Per condurre l’esperimento, gli scienziati hanno sottoposto i volontari a una risonanza magnetica in prima serata e li hanno fatti giocare a due videogiochi: un gioco di riconoscimento facciale simile a "Indovina chi?" e un labirinto 3D dal quale bisognava trovare l'uscita. Questi giochi sono stati scelti perché attivano regioni cerebrali molto diverse e sono quindi più facili da distinguere nelle immagini MRI. Inoltre, i giochi sono stati truccati all'insaputa dei volontari in modo che solo uno dei due giochi potesse essere vinto (metà dei volontari ha vinto uno e l'altra metà ha vinto il secondo), e in modo che il cervello associasse il gioco vinto con un'emozione positiva. I volontari hanno poi dormito per una o due ore (la durata di un ciclo di sonno) e la loro attività cerebrale è stata registrata di nuovo dalla risonanza magnetica. "Abbiamo combinato l'EEG, che misura gli stati del sonno, con la risonanza magnetica funzionale, che acquisisce un'immagine dell'attività cerebrale ogni due secondi, e utilizzato un "decodificatore neuronale", per capire se l'attività cerebrale osservata durante il periodo di gioco ricompariva spontaneamente durante il sonno", spiega Sophie Schwartz.
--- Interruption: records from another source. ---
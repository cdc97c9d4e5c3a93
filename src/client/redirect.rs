// File: ./src/client/redirect.rs
//! Follows relay redirects (30x + Location) for idempotent GET requests.
use http::{Request, Response, Uri};
use std::future::Future;
use std::pin::Pin;
use std::task::{Context, Poll};
use tower_layer::Layer;
use tower_service::Service;

#[derive(Clone, Debug)]
pub struct FollowRedirectLayer {
    max_hops: usize,
}

impl FollowRedirectLayer {
    pub fn new(max_hops: usize) -> Self {
        Self { max_hops }
    }
}

impl<S> Layer<S> for FollowRedirectLayer {
    type Service = FollowRedirect<S>;

    fn layer(&self, inner: S) -> Self::Service {
        FollowRedirect {
            inner,
            max_hops: self.max_hops,
        }
    }
}

#[derive(Clone, Debug)]
pub struct FollowRedirect<S> {
    inner: S,
    max_hops: usize,
}

/// Resolves a `Location` value against the URI that produced it.
/// Missing scheme or authority are inherited from `base`.
pub fn resolve_location(base: &Uri, location: &str) -> Option<Uri> {
    let parts = location.parse::<Uri>().ok()?.into_parts();
    let mut builder = Uri::builder();

    match parts.scheme {
        Some(scheme) => builder = builder.scheme(scheme),
        None => {
            if let Some(s) = base.scheme() {
                builder = builder.scheme(s.clone());
            }
        }
    }
    match parts.authority {
        Some(authority) => builder = builder.authority(authority),
        None => {
            if let Some(a) = base.authority() {
                builder = builder.authority(a.clone());
            }
        }
    }
    builder = builder.path_and_query(
        parts
            .path_and_query
            .map(|pq| pq.as_str().to_string())
            .unwrap_or_else(|| "/".to_string()),
    );
    builder.build().ok()
}

impl<S, ReqBody, ResBody> Service<Request<ReqBody>> for FollowRedirect<S>
where
    S: Service<Request<ReqBody>, Response = Response<ResBody>> + Clone + Send + 'static,
    S::Future: Send + 'static,
    S::Error: std::error::Error + Send + Sync + 'static,
    ReqBody: Clone + Send + 'static,
    ResBody: Send + 'static,
{
    type Response = S::Response;
    type Error = S::Error;
    type Future = Pin<Box<dyn Future<Output = Result<Self::Response, Self::Error>> + Send>>;

    fn poll_ready(&mut self, cx: &mut Context<'_>) -> Poll<Result<(), Self::Error>> {
        self.inner.poll_ready(cx)
    }

    fn call(&mut self, req: Request<ReqBody>) -> Self::Future {
        // Use the instance that was polled ready; leave a fresh clone behind.
        let clone = self.inner.clone();
        let mut inner = std::mem::replace(&mut self.inner, clone);
        let max_hops = self.max_hops;

        Box::pin(async move {
            let mut next = req;
            let mut hops = 0;

            loop {
                let retry = next.clone();
                let response = inner.call(next).await?;

                if hops >= max_hops || !response.status().is_redirection() {
                    return Ok(response);
                }

                let Some(target) = response
                    .headers()
                    .get(http::header::LOCATION)
                    .and_then(|loc| loc.to_str().ok())
                    .and_then(|loc| resolve_location(retry.uri(), loc))
                else {
                    return Ok(response);
                };

                log::debug!("Following redirect {} -> {}", retry.uri(), target);
                next = retry;
                *next.uri_mut() = target;
                hops += 1;
            }
        })
    }
}
// File: ./src/model/mod.rs
pub mod catalog;
pub mod envelope;
pub mod filters;
pub mod normalize;
pub mod raw;
pub mod record;
pub mod status;

pub use filters::{RecordKind, SearchFilters};
pub use raw::RawRecord;
pub use record::{DeadlineStatus, UnifiedRecord};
Anche al cervello che dorme piacciono le ricompense

Confrontando le scansioni MRI delle fasi di veglia e di sonno, gli scienziati hanno osservato che durante il sonno profondo, i modelli di attivazione cerebrale erano molto simili a quelli registrati durante la fase di gioco. "Ovviamente, il cervello ha rivissuto la partita vinta e non la partita persa, riattivando le regioni utilizzate durante la veglia. Non appena si va a dormire, l'attività cerebrale cambia. A poco a poco, i nostri volontari hanno iniziato a 'pensare' a entrambi i giochi, e poi quasi esclusivamente alla partita che hanno vinto quando sono caduti in un sonno profondo", dice Virginie Sterpenich. Due giorni dopo, i volontari hanno eseguito un test di memoria: riconoscere tutti i volti del gioco, da un lato, e trovare il punto di partenza del labirinto, dall'altro. Anche in questo caso, più le regioni cerebrali legate al gioco sono state attivate durante il sonno, migliori sono state le prestazioni della memoria. Pertanto, la memoria associata alla ricompensa è maggiore quando viene riattivata spontaneamente durante il sonno.